Que significado antropológico pode ter essa “ressonância corporal”? Em uma palestra da “Antropologia Geral” Rudolf Steiner em 19/8/1919 apontou para a percepção julgadora que emana de atividades de diversos órgãos sensoriais: “Quando o ser humano percebe um círculo colorido, ele diz simplesmente: Eu vejo a cor e também vejo a curvatura do círculo, a forma do círculo. Na verdade são misturadas duas coisas bem distintas. Pela atividade propriamente dita do olho, pela atividade separada do olho, os senhores enxergam de pronto, primeiramente a cor. A forma circular os senhores só percebem quando no subconsciente se servem do sentido do movimento e inconscientemente no corpo etérico, no corpo astral realizam uma forma circular e, então, elevam isso até o nível do conhecimento. E quandoo círculo, que os senhores assimilaram pelo sentido do movimento, se eleva ao nível do conhecimento, só então o círculo reconhecido se une com a cor percebida. Os senhores, portanto, extraem a forma de todo o seu organismo, no momento que apelam ao sentido do movimento expandido por todo seu corpo... É um ato complicado, esse ato de ver, a percepção da forma colorida... Os senhores olhariam indiferentes o círculo vermelho se não percebessem por meio de um caminho bem diferente o vermelho e por um caminho bem diferente a forma circular. Mas os senhores não olham indiferentes, porque percebem de dois lados – a cor pelos olhos, a forma com o auxílio do sentido do movimento – e, durante a vida, são interiormente conclamados a juntar essas duas coisas. Nesse caso julgamos. Agora compreendam o julgamento como um processo vivo em seu próprio corpo que acontece pelo fato de os sentidos analisarem os membros do mundo e os apresentarem para os senhores...”
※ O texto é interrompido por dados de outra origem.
//! Primitive entities shared by every block and record type: [`Value`],
//! [`Identifier`], [`Text`], [`Position`], [`Action`], [`Composite`] and the
//! [`Operator`] set consumed by `IndexRecord::explore`.
//!
//! All wire-visible types implement [`crate::encoding::Encode`] /
//! [`crate::encoding::Decode`] directly rather than going through an
//! external serialization crate, matching the rest of the on-disk formats
//! in this crate.

use std::cmp::Ordering;
use std::collections::HashSet;
use std::sync::{Mutex, OnceLock};

use thiserror::Error;

use crate::encoding::{Decode, Encode, EncodingError};

/// Errors raised while constructing or comparing [`Value`]s.
#[derive(Debug, Error)]
pub enum ValueError {
    /// The byte-level encoding was malformed.
    #[error("value encoding error: {0}")]
    Encoding(#[from] EncodingError),

    /// A regular expression supplied to `REGEX`/`NOT_REGEX` failed to compile.
    #[error("invalid regex pattern: {0}")]
    InvalidPattern(String),
}

// ------------------------------------------------------------------------------------------------
// Identifier
// ------------------------------------------------------------------------------------------------

/// A record id: a fixed-width 8-byte unsigned integer (spec.md §3.1).
#[derive(Debug, Clone, Copy, PartialEq, Eq, PartialOrd, Ord, Hash)]
pub struct Identifier(pub u64);

impl Identifier {
    pub fn new(id: u64) -> Self {
        Self(id)
    }
}

impl Encode for Identifier {
    fn encode_to(&self, buf: &mut Vec<u8>) -> Result<(), EncodingError> {
        self.0.encode_to(buf)
    }
}

impl Decode for Identifier {
    fn decode_from(buf: &[u8]) -> Result<(Self, usize), EncodingError> {
        let (v, n) = u64::decode_from(buf)?;
        Ok((Identifier(v), n))
    }
}

// ------------------------------------------------------------------------------------------------
// Text — interned UTF-8 key
// ------------------------------------------------------------------------------------------------

/// Process-wide intern table for commonly used keys (field names), per
/// spec.md §3.1: "a process-wide intern table may dedup commonly used
/// keys." Backed by a plain `Mutex<HashSet<...>>`, matching the density of
/// synchronization primitives used elsewhere in this crate (no lock-free
/// interner is warranted at this scale).
fn intern_table() -> &'static Mutex<HashSet<&'static str>> {
    static TABLE: OnceLock<Mutex<HashSet<&'static str>>> = OnceLock::new();
    TABLE.get_or_init(|| Mutex::new(HashSet::new()))
}

/// A UTF-8 key, interned against a process-wide table to deduplicate
/// repeatedly used field names.
#[derive(Debug, Clone, PartialEq, Eq, PartialOrd, Ord, Hash)]
pub struct Text(std::sync::Arc<str>);

impl Text {
    /// Intern `s`, returning a `Text` that shares storage with any prior
    /// `Text` built from an equal string.
    pub fn new(s: impl AsRef<str>) -> Self {
        let s = s.as_ref();
        let mut table = intern_table().lock().unwrap_or_else(|e| e.into_inner());
        if let Some(existing) = table.get(s) {
            return Text(std::sync::Arc::from(*existing));
        }
        let arc: std::sync::Arc<str> = std::sync::Arc::from(s);
        // Leak a `&'static str` view into the table so future lookups can
        // match by content without re-allocating; the Arc itself is what
        // actually owns and eventually frees the bytes.
        let leaked: &'static str = Box::leak(s.to_string().into_boxed_str());
        table.insert(leaked);
        Text(arc)
    }

    pub fn as_str(&self) -> &str {
        &self.0
    }
}

impl std::fmt::Display for Text {
    fn fmt(&self, f: &mut std::fmt::Formatter<'_>) -> std::fmt::Result {
        f.write_str(&self.0)
    }
}

impl From<&str> for Text {
    fn from(s: &str) -> Self {
        Text::new(s)
    }
}

impl From<String> for Text {
    fn from(s: String) -> Self {
        Text::new(s)
    }
}

impl Encode for Text {
    fn encode_to(&self, buf: &mut Vec<u8>) -> Result<(), EncodingError> {
        self.0.as_ref().encode_to(buf)
    }
}

impl Decode for Text {
    fn decode_from(buf: &[u8]) -> Result<(Self, usize), EncodingError> {
        let (s, n) = String::decode_from(buf)?;
        Ok((Text::new(s), n))
    }
}

// ------------------------------------------------------------------------------------------------
// Position
// ------------------------------------------------------------------------------------------------

/// An `Identifier` plus a token index within a tokenized string value
/// (spec.md §3.1). Used as the value type of Corpus revisions.
#[derive(Debug, Clone, Copy, PartialEq, Eq, PartialOrd, Ord, Hash)]
pub struct Position {
    pub record: Identifier,
    pub index: u32,
}

impl Position {
    pub fn new(record: Identifier, index: u32) -> Self {
        Self { record, index }
    }
}

impl Encode for Position {
    fn encode_to(&self, buf: &mut Vec<u8>) -> Result<(), EncodingError> {
        self.record.encode_to(buf)?;
        self.index.encode_to(buf)
    }
}

impl Decode for Position {
    fn decode_from(buf: &[u8]) -> Result<(Self, usize), EncodingError> {
        let (record, n1) = Identifier::decode_from(buf)?;
        let (index, n2) = u32::decode_from(&buf[n1..])?;
        Ok((Position { record, index }, n1 + n2))
    }
}

// ------------------------------------------------------------------------------------------------
// Action
// ------------------------------------------------------------------------------------------------

/// `{ADD, REMOVE, COMPARE}` (spec.md §3.1). `Compare` is a non-storable
/// sentinel used only for equality probes and never encoded to disk.
#[derive(Debug, Clone, Copy, PartialEq, Eq, PartialOrd, Ord, Hash)]
pub enum Action {
    Add,
    Remove,
    Compare,
}

impl Action {
    const TAG_ADD: u8 = 0;
    const TAG_REMOVE: u8 = 1;
    const TAG_COMPARE: u8 = 2;
}

impl Encode for Action {
    fn encode_to(&self, buf: &mut Vec<u8>) -> Result<(), EncodingError> {
        let tag = match self {
            Action::Add => Self::TAG_ADD,
            Action::Remove => Self::TAG_REMOVE,
            Action::Compare => Self::TAG_COMPARE,
        };
        tag.encode_to(buf)
    }
}

impl Decode for Action {
    fn decode_from(buf: &[u8]) -> Result<(Self, usize), EncodingError> {
        let (tag, n) = u8::decode_from(buf)?;
        let action = match tag {
            Self::TAG_ADD => Action::Add,
            Self::TAG_REMOVE => Action::Remove,
            Self::TAG_COMPARE => Action::Compare,
            other => {
                return Err(EncodingError::InvalidTag {
                    tag: other as u32,
                    type_name: "Action",
                });
            }
        };
        Ok((action, n))
    }
}

// ------------------------------------------------------------------------------------------------
// Value
// ------------------------------------------------------------------------------------------------

/// A tagged union over the primitive value types (spec.md §3.1).
///
/// Totally ordered by type rank first, then by natural order within a
/// type. Encodes as `[type:u8][payload]`.
#[derive(Debug, Clone)]
pub enum Value {
    Boolean(bool),
    Int32(i32),
    Int64(i64),
    Float(f32),
    Double(f64),
    String(String),
    Tag(String),
    Link(Identifier),
    Timestamp(i64),
    Null,
}

impl Value {
    const TAG_BOOLEAN: u8 = 0;
    const TAG_INT32: u8 = 1;
    const TAG_INT64: u8 = 2;
    const TAG_FLOAT: u8 = 3;
    const TAG_DOUBLE: u8 = 4;
    const TAG_STRING: u8 = 5;
    const TAG_TAG: u8 = 6;
    const TAG_LINK: u8 = 7;
    const TAG_TIMESTAMP: u8 = 8;
    const TAG_NULL: u8 = 9;

    fn type_rank(&self) -> u8 {
        match self {
            Value::Boolean(_) => Self::TAG_BOOLEAN,
            Value::Int32(_) => Self::TAG_INT32,
            Value::Int64(_) => Self::TAG_INT64,
            Value::Float(_) => Self::TAG_FLOAT,
            Value::Double(_) => Self::TAG_DOUBLE,
            Value::String(_) => Self::TAG_STRING,
            Value::Tag(_) => Self::TAG_TAG,
            Value::Link(_) => Self::TAG_LINK,
            Value::Timestamp(_) => Self::TAG_TIMESTAMP,
            Value::Null => Self::TAG_NULL,
        }
    }

    /// `true` if `self` is a string-like value (`String` or `Tag`) that can
    /// participate in the corpus pipeline and `CONTAINS`/`NOT_CONTAINS`.
    pub fn as_text(&self) -> Option<&str> {
        match self {
            Value::String(s) | Value::Tag(s) => Some(s.as_str()),
            _ => None,
        }
    }

    /// Case-insensitive substring test, used by `CONTAINS`/`NOT_CONTAINS`
    /// and mirrored by the corpus pipeline's substring rule (spec.md §6.3).
    pub fn contains_ci(&self, needle: &str) -> bool {
        match self.as_text() {
            Some(s) => s.to_lowercase().contains(&needle.to_lowercase()),
            None => false,
        }
    }
}

impl PartialEq for Value {
    fn eq(&self, other: &Self) -> bool {
        self.cmp(other) == Ordering::Equal
    }
}
impl Eq for Value {}

impl PartialOrd for Value {
    fn partial_cmp(&self, other: &Self) -> Option<Ordering> {
        Some(self.cmp(other))
    }
}

impl Ord for Value {
    fn cmp(&self, other: &Self) -> Ordering {
        self.type_rank().cmp(&other.type_rank()).then_with(|| match (self, other) {
            (Value::Boolean(a), Value::Boolean(b)) => a.cmp(b),
            (Value::Int32(a), Value::Int32(b)) => a.cmp(b),
            (Value::Int64(a), Value::Int64(b)) => a.cmp(b),
            (Value::Float(a), Value::Float(b)) => a.total_cmp(b),
            (Value::Double(a), Value::Double(b)) => a.total_cmp(b),
            (Value::String(a), Value::String(b)) => a.cmp(b),
            (Value::Tag(a), Value::Tag(b)) => a.cmp(b),
            (Value::Link(a), Value::Link(b)) => a.cmp(b),
            (Value::Timestamp(a), Value::Timestamp(b)) => a.cmp(b),
            (Value::Null, Value::Null) => Ordering::Equal,
            _ => Ordering::Equal,
        })
    }
}

impl std::hash::Hash for Value {
    fn hash<H: std::hash::Hasher>(&self, state: &mut H) {
        self.type_rank().hash(state);
        match self {
            Value::Boolean(v) => v.hash(state),
            Value::Int32(v) => v.hash(state),
            Value::Int64(v) => v.hash(state),
            Value::Float(v) => v.to_bits().hash(state),
            Value::Double(v) => v.to_bits().hash(state),
            Value::String(v) | Value::Tag(v) => v.hash(state),
            Value::Link(v) => v.hash(state),
            Value::Timestamp(v) => v.hash(state),
            Value::Null => {}
        }
    }
}

impl Encode for Value {
    fn encode_to(&self, buf: &mut Vec<u8>) -> Result<(), EncodingError> {
        self.type_rank().encode_to(buf)?;
        match self {
            Value::Boolean(v) => v.encode_to(buf),
            Value::Int32(v) => v.encode_to(buf),
            Value::Int64(v) => v.encode_to(buf),
            Value::Float(v) => v.to_bits().encode_to(buf),
            Value::Double(v) => v.to_bits().encode_to(buf),
            Value::String(v) => v.encode_to(buf),
            Value::Tag(v) => v.encode_to(buf),
            Value::Link(v) => v.encode_to(buf),
            Value::Timestamp(v) => v.encode_to(buf),
            Value::Null => Ok(()),
        }
    }
}

impl Decode for Value {
    fn decode_from(buf: &[u8]) -> Result<(Self, usize), EncodingError> {
        let (tag, mut n) = u8::decode_from(buf)?;
        let value = match tag {
            Self::TAG_BOOLEAN => {
                let (v, c) = bool::decode_from(&buf[n..])?;
                n += c;
                Value::Boolean(v)
            }
            Self::TAG_INT32 => {
                let (v, c) = i32::decode_from(&buf[n..])?;
                n += c;
                Value::Int32(v)
            }
            Self::TAG_INT64 => {
                let (v, c) = i64::decode_from(&buf[n..])?;
                n += c;
                Value::Int64(v)
            }
            Self::TAG_FLOAT => {
                let (bits, c) = u32::decode_from(&buf[n..])?;
                n += c;
                Value::Float(f32::from_bits(bits))
            }
            Self::TAG_DOUBLE => {
                let (bits, c) = u64::decode_from(&buf[n..])?;
                n += c;
                Value::Double(f64::from_bits(bits))
            }
            Self::TAG_STRING => {
                let (v, c) = String::decode_from(&buf[n..])?;
                n += c;
                Value::String(v)
            }
            Self::TAG_TAG => {
                let (v, c) = String::decode_from(&buf[n..])?;
                n += c;
                Value::Tag(v)
            }
            Self::TAG_LINK => {
                let (v, c) = Identifier::decode_from(&buf[n..])?;
                n += c;
                Value::Link(v)
            }
            Self::TAG_TIMESTAMP => {
                let (v, c) = i64::decode_from(&buf[n..])?;
                n += c;
                Value::Timestamp(v)
            }
            Self::TAG_NULL => Value::Null,
            other => {
                return Err(EncodingError::InvalidTag {
                    tag: other as u32,
                    type_name: "Value",
                });
            }
        };
        Ok((value, n))
    }
}

// ------------------------------------------------------------------------------------------------
// Composite
// ------------------------------------------------------------------------------------------------

/// A canonical byte-key formed from an ordered list of byteable entities;
/// used as the lookup key into per-block indices (spec.md §3.1).
///
/// Built by concatenating the already-length-prefixed `Encode` output of
/// each part, which keeps the composite unambiguous without an extra
/// framing layer.
#[derive(Debug, Clone, PartialEq, Eq, PartialOrd, Ord, Hash)]
pub struct Composite(Vec<u8>);

impl Composite {
    pub fn builder() -> CompositeBuilder {
        CompositeBuilder(Vec::new())
    }

    pub fn as_bytes(&self) -> &[u8] {
        &self.0
    }

    pub fn into_bytes(self) -> Vec<u8> {
        self.0
    }
}

/// Incrementally builds a [`Composite`] from a sequence of encodable parts.
pub struct CompositeBuilder(Vec<u8>);

impl CompositeBuilder {
    pub fn add<T: Encode>(mut self, part: &T) -> Result<Self, EncodingError> {
        part.encode_to(&mut self.0)?;
        Ok(self)
    }

    pub fn build(self) -> Composite {
        Composite(self.0)
    }
}

impl Encode for Composite {
    fn encode_to(&self, buf: &mut Vec<u8>) -> Result<(), EncodingError> {
        self.0.encode_to(buf)
    }
}

impl Decode for Composite {
    fn decode_from(buf: &[u8]) -> Result<(Self, usize), EncodingError> {
        let (bytes, n) = Vec::<u8>::decode_from(buf)?;
        Ok((Composite(bytes), n))
    }
}

// ------------------------------------------------------------------------------------------------
// Operator
// ------------------------------------------------------------------------------------------------

/// The query operator surface consumed by the core (spec.md §6.3).
#[derive(Debug, Clone, Copy, PartialEq, Eq)]
pub enum Operator {
    Equals,
    NotEquals,
    GreaterThan,
    GreaterThanOrEquals,
    LessThan,
    LessThanOrEquals,
    /// Half-open `[lo, hi)`.
    Between,
    Regex,
    NotRegex,
    LinksTo,
    Contains,
    NotContains,
}
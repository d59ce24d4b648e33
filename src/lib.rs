//! # corpusdb
//!
//! An embeddable, persistent record store with three coupled views over
//! the same write stream: a per-record field table (Primary), an
//! inverted value index (Secondary), and a substring search index
//! (Corpus). Every mutation is a single [`write::Write`] — a
//! `(key, value, record, version)` tuple tagged ADD/REMOVE — buffered
//! durably before being transported into immutable, version-sorted
//! segments.
//!
//! ## Architecture
//!
//! ```text
//! ┌──────────────────────────────────────────────────────────┐
//! │                       Database                           │
//! │  ┌────────────┐   transport   ┌─────────────────────┐    │
//! │  │   Buffer    │ ────────────► │   Segments (seg0 +   │    │
//! │  │ (mmap pages)│               │   closed, on disk)   │    │
//! │  └─────────────┘               └──────────┬──────────┘    │
//! │                                            │               │
//! │                      ┌─────────────────────┼────────────┐ │
//! │                      │        Block<Primary│Secondary   │ │
//! │                      │        |CorpusKind> per segment  │ │
//! │                      └────────────────────────────────────┘
//! │  record caches: primary-full, primary-partial, secondary  │
//! └──────────────────────────────────────────────────────────┘
//! ```
//!
//! ## Modules
//!
//! | Module | Purpose |
//! |--------|---------|
//! | [`database`] | Orchestrator — segment registry, record caches, core API surface |
//! | [`buffer`] | Memory-mapped, append-only write buffer with background transport |
//! | [`segment`] | Immutable on-disk Primary/Secondary/Corpus block triple |
//! | [`block`] | Bloom-filtered, sorted revision index backing one view of one segment |
//! | [`record`] | In-memory present/history views (`TableRecord`/`IndexRecord`/`CorpusRecord`) |
//! | [`transaction`] | Backup-then-apply atomic multi-write operations with crash recovery |
//! | [`search`] | Substring tokenization, indexing, and scored query evaluation |
//! | [`value`] | Core value types: `Identifier`, `Text`, `Value`, `Composite`, `Operator` |
//! | [`write`] | The `Write` unit and its monotonic `VersionClock` |
//! | [`encoding`] | Length-prefixed binary `Encode`/`Decode` framing |
//! | [`config`] | Immutable `EngineConfig` and on-disk layout helpers |
//!
//! ## Key Features
//!
//! - **Durable buffered writes** — every `ingest(write, sync=true)` call
//!   survives a crash-restart before being transported into a segment.
//! - **Three coherent views per record** — field table, value index, and
//!   substring search, all derived from the same write stream.
//! - **Point-in-time queries** — `select`/`browse`/`verify` all accept an
//!   optional historical timestamp, replayed from per-key revision logs.
//! - **Atomic multi-write operations** — [`transaction::Transaction`]
//!   stages writes and backs them up before applying, so a crash mid-commit
//!   is recovered idempotently on reopen.
//! - **Soft-bounded record caches** — whole-record, single-field, and
//!   index caches, invalidated on write.
//!
//! ## Quick Start
//!
//! ```rust,no_run
//! use corpusdb::config::EngineConfig;
//! use corpusdb::database::Database;
//! use corpusdb::value::{Action, Identifier, Text, Value};
//! use corpusdb::write::Write;
//!
//! let config = EngineConfig::new("/tmp/my_db");
//! let db = Database::open(config).unwrap();
//! db.start().unwrap();
//!
//! let write = Write::new(Action::Add, Text::new("name"), Value::String("ada".into()), Identifier::new(1), db.next_version());
//! db.ingest(&write, true).unwrap();
//!
//! db.stop().unwrap();
//! ```

#![allow(dead_code)]

pub mod block;
pub mod buffer;
pub mod cache;
pub mod config;
pub mod database;
pub mod encoding;
pub mod record;
pub mod search;
pub mod segment;
pub mod transaction;
pub mod value;
pub mod write;
impl<B: BlockKind> Block<B> {
    /// A brand-new, empty, mutable block.
    pub fn create(dir: &Path, id: u64, bloom_expected_items: usize, bloom_fp_rate: f64) -> Result<Self, BlockError> {
        Ok(Self {
            id,
            dir: dir.to_path_buf(),
            state: Mutex::new(BlockState::Mutable(MutableState {
                revisions: Vec::new(),
                bloom: BloomFilter::new(bloom_expected_items, bloom_fp_rate)?,
                index: BlockIndex::new(),
                stats: BlockStats::new(),
            })),
        })
    }

    pub fn is_empty(&self) -> bool {
        match &*self.state.lock().unwrap_or_else(|e| e.into_inner()) {
            BlockState::Mutable(m) => m.revisions.is_empty(),
            BlockState::Immutable { stats, .. } => stats.count == 0,
        }
    }

    pub fn stats(&self) -> BlockStats {
        match &*self.state.lock().unwrap_or_else(|e| e.into_inner()) {
            BlockState::Mutable(m) => m.stats,
            BlockState::Immutable { stats, .. } => *stats,
        }
    }

    /// Insert one revision (spec.md §4.2 `insert`): add to the sorted
    /// multiset, record it in the bloom filter, and fold it into the
    /// running stats. `BlockIndex` offsets are byte positions into the
    /// final serialized stream, so they are only knowable once the sorted
    /// order is fixed — they are computed during `sync()` in a single pass
    /// over the multiset (grounded on the teacher's `write_data_blocks`,
    /// which likewise builds its index while writing, not during insert).
    pub fn insert(
        &self,
        locator: B::Locator,
        key: B::Key,
        value: B::Value,
        version: i64,
        action: Action,
    ) -> Result<(), BlockError> {
        let revision = Revision::new(locator, key, value, version, action);
        let mut state = self.state.lock().unwrap_or_else(|e| e.into_inner());
        let BlockState::Mutable(m) = &mut *state else {
            return Err(BlockError::MalformedBlock("insert on immutable block".into()));
        };

        let full = revision.full_composite()?;
        m.bloom.insert(&full);

        let pos = m.revisions.binary_search(&revision).unwrap_or_else(|p| p);
        let encoded = crate::encoding::encode_to_vec(&revision)?;
        m.stats.observe(revision.version, &encoded);
        m.revisions.insert(pos, revision);
        Ok(())
    }

    /// Serialize revisions, bloom filter, index, and stats atomically
    /// (spec.md §4.2: "all four files share the same id; presence of all
    /// four is required at load time"), then become immutable.
    pub fn sync(&self) -> Result<(), BlockError> {
        let mut state = self.state.lock().unwrap_or_else(|e| e.into_inner());
        let mut m = match &*state {
            BlockState::Mutable(_) => {
                let BlockState::Mutable(m) = std::mem::replace(
                    &mut *state,
                    BlockState::Mutable(MutableState {
                        revisions: Vec::new(),
                        bloom: BloomFilter::new(1, 0.01)?,
                        index: BlockIndex::new(),
                        stats: BlockStats::new(),
                    }),
                ) else {
                    unreachable!()
                };
                m
            }
            BlockState::Immutable { .. } => return Ok(()),
        };

        let data_tmp = data_path(&self.dir, self.id).with_extension("tmp");
        let mut file = OpenOptions::new().create(true).write(true).truncate(true).open(&data_tmp)?;
        let mut running_offset: i64 = 0;
        for revision in &m.revisions {
            let encoded = crate::encoding::encode_to_vec(revision)?;
            let start = i32::try_from(running_offset)
                .map_err(|_| BlockError::MalformedBlock("block exceeds 2 GiB".into()))?;
            // The single index file carries entries for both granularities
            // the spec names: `Composite(locator)` (for locator-only
            // enumeration) and `Composite(locator, key)` (the point lookup
            // `seek` uses) — kept in one map so the block still has
            // exactly the four files its load-time failure mode expects.
            let loc = revision.locator_composite()?;
            m.index.put_start(loc.clone(), start)?;
            m.index.put_end(&loc, start)?;

            let loc_key = revision.locator_key_composite()?;
            m.index.put_start(loc_key.clone(), start)?;
            m.index.put_end(&loc_key, start)?;
            file.write_all(&encoded)?;
            running_offset += encoded.len() as i64;
        }
        file.sync_all()?;
        drop(file);
        fs::rename(&data_tmp, data_path(&self.dir, self.id))?;

        let bloom_tmp = bloom_path(&self.dir, self.id).with_extension("tmp");
        fs::write(&bloom_tmp, m.bloom.to_bytes())?;
        fs::rename(&bloom_tmp, bloom_path(&self.dir, self.id))?;

        m.index.sync(&index_path(&self.dir, self.id))?;

        let stats_tmp = stats_path(&self.dir, self.id).with_extension("tmp");
        let stats_bytes = crate::encoding::encode_to_vec(&m.stats)?;
        fs::write(&stats_tmp, stats_bytes)?;
        fs::rename(&stats_tmp, stats_path(&self.dir, self.id))?;

        let file = File::open(data_path(&self.dir, self.id))?;
        let mmap = unsafe { Mmap::map(&file)? };

        *state = BlockState::Immutable {
            mmap,
            bloom: m.bloom,
            index: std::mem::replace(&mut m.index, BlockIndex::new()),
            stats: m.stats,
        };
        Ok(())
    }

    /// Load a previously synced block. Fails with `MalformedBlock` if any
    /// of the four files is missing or unreadable (spec.md §4.2, §7).
    pub fn open(dir: &Path, id: u64) -> Result<Self, BlockError> {
        let data = data_path(dir, id);
        let bloom_file = bloom_path(dir, id);
        let index_file = index_path(dir, id);
        let stats_file = stats_path(dir, id);

        for path in [&data, &bloom_file, &index_file, &stats_file] {
            if !path.exists() {
                return Err(BlockError::MalformedBlock(format!("missing file {}", path.display())));
            }
        }

        let file = File::open(&data)?;
        let mmap = unsafe { Mmap::map(&file)? };
        let bloom_bytes = fs::read(&bloom_file)?;
        let bloom = BloomFilter::from_bytes(&bloom_bytes)?;
        let stats_bytes = fs::read(&stats_file)?;
        let (stats, _) = BlockStats::decode_from(&stats_bytes)?;
        let index = BlockIndex::open(&index_file);

        Ok(Self {
            id,
            dir: dir.to_path_buf(),
            state: Mutex::new(BlockState::Immutable { mmap, bloom, index, stats }),
        })
    }

    /// Probe the bloom filter, consult the index, and decode the matching
    /// byte range into `sink` (spec.md §4.2 `seek`). A negative bloom or a
    /// missing index entry returns immediately with no revisions absorbed.
    pub fn seek(&self, composite: &Composite, sink: &mut dyn RevisionSink<B>) -> Result<(), BlockError> {
        let state = self.state.lock().unwrap_or_else(|e| e.into_inner());
        let (bytes, index): (&[u8], &BlockIndex) = match &*state {
            BlockState::Mutable(m) => {
                for revision in &m.revisions {
                    let rev_composite = revision.locator_key_composite()?;
                    if &rev_composite == composite {
                        sink.absorb(revision.clone());
                    }
                }
                return Ok(());
            }
            BlockState::Immutable { mmap, index, .. } => (&mmap[..], index),
        };

        let (start, end) = index.get(composite)?;
        if start == NO_ENTRY || end == NO_ENTRY {
            return Ok(());
        }
        // `end` is the start offset of the last matching revision; keep
        // decoding while the next revision still starts at or before it.
        let mut offset = start as usize;
        while offset <= end as usize && offset < bytes.len() {
            let (revision, consumed) = Revision::<B>::decode_from(&bytes[offset..])?;
            offset += consumed;
            sink.absorb(revision);
        }
        Ok(())
    }

    /// Like `seek`, but keyed on `Composite(locator)` alone — every
    /// revision ever recorded for `locator`, across all keys. Used by
    /// whole-record operations (`audit`/`describe`) rather than point
    /// lookups.
    pub fn seek_locator(&self, locator: &B::Locator, sink: &mut dyn RevisionSink<B>) -> Result<(), BlockError> {
        let composite = Composite::builder().add(locator).map(|b| b.build())?;
        let state = self.state.lock().unwrap_or_else(|e| e.into_inner());
        let (bytes, index): (&[u8], &BlockIndex) = match &*state {
            BlockState::Mutable(m) => {
                for revision in &m.revisions {
                    if revision.locator_composite()? == composite {
                        sink.absorb(revision.clone());
                    }
                }
                return Ok(());
            }
            BlockState::Immutable { mmap, index, .. } => (&mmap[..], index),
        };

        let (start, end) = index.get(&composite)?;
        if start == NO_ENTRY || end == NO_ENTRY {
            return Ok(());
        }
        let mut offset = start as usize;
        while offset <= end as usize && offset < bytes.len() {
            let (revision, consumed) = Revision::<B>::decode_from(&bytes[offset..])?;
            offset += consumed;
            sink.absorb(revision);
        }
        Ok(())
    }

    /// `true` if the bloom filter says `composite` might be present.
    pub fn might_contain(&self, composite: &Composite) -> bool {
        match &*self.state.lock().unwrap_or_else(|e| e.into_inner()) {
            BlockState::Mutable(m) => m.bloom.might_contain(composite),
            BlockState::Immutable { bloom, .. } => bloom.might_contain(composite),
        }
    }
}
Essa participação do corpo inteiro, (isto é, do completo sistema sensorial) em nossas percepções, eu, em outro lugar, expliquei através de um modelo de ressonância que aqui será explicado pela atuação da cor acima mencionado. Segundo esse modelo, as cores (e num sentido mais amplo qualquer objeto da percepção exterior) são registradas pelo centro nervoso central: a impressão visual atinge o cérebro através do olho e do nervo da visão. Se apenas ele fosse registrado no sistema central, esse seria provavelmente um acontecimento qualquer registrado indiferentemente pelo olhar – um “olhar indiferente” sobre os fenômenos. A percepção engajada que avalia, que acentua (por exemplo, segundo a qualidade de vivência de cores frias ou quentes), segundo esse modelo somente se realiza porque um impulso nervoso central tem conseqüências periféricas, onde, por exemplo, a circulação sanguínea é ativada e com isso se eleva a temperatura da pele. Por meio do órgão do sentido da temperatura (calórico) esse processo periférico é “espelhado de volta” a áreas correspondentes do cérebro. O corpo periférico funciona, portanto, como uma espécie de corpo de ressonância semelhante ao corpo de ressonância do violino que transforma primeiramente as vibrações das cordas em sons. De forma semelhante, percepções são configuradas através da ativação sinestésica do sistema sensorial completo que engajado em tal amplitude cósmica nos possibilita um julgamento do nosso mundo, diferenciado, acentuado, rejeitando ou aceitando, caloroso ou frio. Uma formação de sentidos neuro-anatômico que se manifesta em todos os sentidos é, por esta razão, ao mesmo tempo formadora dos nossos órgãos de julgamento. Com isso também o estreitamento do ponto de vista torna-se evidente para numerosos pesquisadores do cérebro: o “aceleramento” dos assim chamados neurônios de espelhamento ao olhar para uma pessoa que chora é possivelmente menos um espelhamento da observação de tais fenômenos mímicos do que a própria percepção física mimética e sinestésica por eles ativados. Nós próprios reconstruímos a fisionomia oposta,mesmo imperceptivelmente, repetimos o fisionômico e só através disso chegamos à situação de olhar para tal rosto, não “indiferente”, porém, participativo e julgando. Mesmo esses exemplos podem evidenciar que não é possível deixar de formar o homem como um todo e não limitar o olhar pedagógico à pesquisas de processos cerebrais ou capacidades cognitivas.